Directions: Copy out each line of the data holding "response".

Working data:
use std::error::Error as StdError;
use std::fmt;

use reqwest::StatusCode;

/// Failures talking to the chat server over HTTP.
#[derive(Debug)]
pub enum ApiError {
    /// The request never produced a response (DNS, refused, timeout, ...).
    Network(reqwest::Error),
    /// The session cookie is missing or expired.
    Unauthorized,
    /// Any other non-success status, with a one-line summary of the body.
    Status { status: StatusCode, summary: String },
    /// The response body was not what the endpoint promises.
    Decode(String),
}

impl ApiError {
    pub(crate) async fn from_response(response: reqwest::Response) -> Self {
        let status = response.status();
        if status == StatusCode::UNAUTHORIZED {
            return ApiError::Unauthorized;
        }
        let body = response
            .text()
            .await
            .unwrap_or_else(|_| "<no body>".to_string());
        ApiError::Status {
            status,
            summary: summarize_error_body(&body),
        }
    }

    pub fn is_unauthorized(&self) -> bool {
        matches!(self, ApiError::Unauthorized)
    }
}

impl From<reqwest::Error> for ApiError {
    fn from(err: reqwest::Error) -> Self {
        if err.is_decode() {
            ApiError::Decode(err.to_string())
        } else if err.status() == Some(StatusCode::UNAUTHORIZED) {
            ApiError::Unauthorized
        } else {
            ApiError::Network(err)
        }
    }
}

impl fmt::Display for ApiError {
    fn fmt(&self, f: &mut fmt::Formatter<'_>) -> fmt::Result {
        match self {
            ApiError::Network(err) if err.is_timeout() => write!(f, "Request timed out"),
            ApiError::Network(err) => write!(f, "Network error: {err}"),
            ApiError::Unauthorized => write!(f, "Not logged in (session expired)"),
            ApiError::Status { status, summary } if summary.is_empty() => {
                write!(f, "Server error {}", status.as_u16())
            }
            ApiError::Status { status, summary } => {
                write!(f, "Server error {}: {summary}", status.as_u16())
            }
            ApiError::Decode(detail) => write!(f, "Unexpected response from server: {detail}"),
        }
    }
}

impl StdError for ApiError {
    fn source(&self) -> Option<&(dyn StdError + 'static)> {
        match self {
            ApiError::Network(err) => Some(err),
            _ => None,
        }
    }
}

fn extract_error_summary(value: &serde_json::Value) -> Option<String> {
    value
        .pointer("/error/message")
        .and_then(|v| v.as_str())
        .map(str::to_owned)
        .or_else(|| {
            value
                .get("error")
                .and_then(|v| v.as_str().map(str::to_owned))
        })
        .or_else(|| {
            value
                .get("message")
                .and_then(|v| v.as_str().map(str::to_owned))
        })
}

/// Reduce an error body to a single line suitable for a failure marker.
pub fn summarize_error_body(body: &str) -> String {
    let trimmed = body.trim();
    if trimmed.is_empty() {
        return String::new();
    }

    let text = serde_json::from_str::<serde_json::Value>(trimmed)
        .ok()
        .and_then(|value| extract_error_summary(&value))
        .unwrap_or_else(|| trimmed.to_string());

    text.split_whitespace().collect::<Vec<_>>().join(" ")
}
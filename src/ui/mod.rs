//! Terminal UI layer for interactive chat sessions.
//!
//! - [`chat_loop`]: the loop that feeds input and transport events to the
//!   [`crate::core::session::ChatSession`] it owns.
//! - [`renderer`] and [`transcript_view`]: frame output.
//!
//! This layer only presents the session; [`crate::core`] owns its state.

pub mod chat_loop;
pub mod renderer;
pub mod transcript_view;
use crate::core::config::data::{path_display, Config};
use directories::ProjectDirs;
use std::error::Error as StdError;
use std::fmt;
use std::fs;
use std::io::Write;
use std::path::{Path, PathBuf};
use tempfile::NamedTempFile;

/// Errors that can occur when loading or saving the configuration file.
#[derive(Debug)]
pub enum ConfigError {
    /// The platform gave us no home directory to put the config in.
    NoConfigDir,

    /// Failed to read the configuration file from disk.
    Read {
        path: PathBuf,
        source: std::io::Error,
    },

    /// Failed to parse the configuration file as valid TOML.
    Parse {
        path: PathBuf,
        source: toml::de::Error,
    },

    /// Failed to serialize or persist the configuration.
    Write {
        path: PathBuf,
        source: Box<dyn StdError + Send + Sync>,
    },
}

impl fmt::Display for ConfigError {
    fn fmt(&self, f: &mut fmt::Formatter<'_>) -> fmt::Result {
        match self {
            ConfigError::NoConfigDir => write!(f, "Failed to determine config directory"),
            ConfigError::Read { path, source } => {
                write!(f, "Failed to read config at {}: {}", path_display(path), source)
            }
            ConfigError::Parse { path, source } => {
                write!(f, "Failed to parse config at {}: {}", path_display(path), source)
            }
            ConfigError::Write { path, source } => {
                write!(f, "Failed to write config at {}: {}", path_display(path), source)
            }
        }
    }
}

impl StdError for ConfigError {
    fn source(&self) -> Option<&(dyn StdError + 'static)> {
        match self {
            ConfigError::NoConfigDir => None,
            ConfigError::Read { source, .. } => Some(source),
            ConfigError::Parse { source, .. } => Some(source),
            ConfigError::Write { source, .. } => Some(source.as_ref()),
        }
    }
}

fn project_dirs() -> Option<ProjectDirs> {
    ProjectDirs::from("org", "causerie", "causerie")
}

impl Config {
    pub fn load() -> Result<Config, ConfigError> {
        Self::load_from_path(&Self::config_path()?)
    }

    pub fn save(&self) -> Result<(), ConfigError> {
        self.save_to_path(&Self::config_path()?)
    }

    pub fn load_from_path(config_path: &Path) -> Result<Config, ConfigError> {
        if !config_path.exists() {
            return Ok(Config::default());
        }
        let contents = fs::read_to_string(config_path).map_err(|source| ConfigError::Read {
            path: config_path.to_path_buf(),
            source,
        })?;
        toml::from_str(&contents).map_err(|source| ConfigError::Parse {
            path: config_path.to_path_buf(),
            source,
        })
    }

    pub fn save_to_path(&self, config_path: &Path) -> Result<(), ConfigError> {
        let write_err = |source: Box<dyn StdError + Send + Sync>| ConfigError::Write {
            path: config_path.to_path_buf(),
            source,
        };

        let parent = config_path
            .parent()
            .filter(|dir| !dir.as_os_str().is_empty());

        if let Some(dir) = parent {
            fs::create_dir_all(dir).map_err(|err| write_err(Box::new(err)))?;
        }

        let contents = toml::to_string_pretty(self).map_err(|err| write_err(Box::new(err)))?;
        let mut temp_file = match parent {
            Some(dir) => NamedTempFile::new_in(dir),
            None => NamedTempFile::new(),
        }
        .map_err(|err| write_err(Box::new(err)))?;

        temp_file
            .write_all(contents.as_bytes())
            .map_err(|err| write_err(Box::new(err)))?;
        temp_file
            .as_file_mut()
            .sync_all()
            .map_err(|err| write_err(Box::new(err)))?;
        temp_file
            .persist(config_path)
            .map_err(|err| write_err(Box::new(err.error)))?;
        Ok(())
    }

    /// Load the file at `config_path`, apply `edit` and save it back.
    pub fn mutate_at<T>(
        config_path: &Path,
        edit: impl FnOnce(&mut Config) -> T,
    ) -> Result<T, ConfigError> {
        let mut config = Self::load_from_path(config_path)?;
        let result = edit(&mut config);
        config.save_to_path(config_path)?;
        Ok(result)
    }

    pub fn config_path() -> Result<PathBuf, ConfigError> {
        project_dirs()
            .map(|dirs| dirs.config_dir().join("config.toml"))
            .ok_or(ConfigError::NoConfigDir)
    }

    /// Default tracing output location when neither the flag nor the config names one.
    pub fn default_log_path() -> Option<PathBuf> {
        project_dirs().map(|dirs| dirs.data_local_dir().join("causerie.log"))
    }
}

Output below:
    /// The request never produced a response (DNS, refused, timeout, ...).
    /// The response body was not what the endpoint promises.
    pub(crate) async fn from_response(response: reqwest::Response) -> Self {
        let status = response.status();
        let body = response
            ApiError::Decode(detail) => write!(f, "Unexpected response from server: {detail}"),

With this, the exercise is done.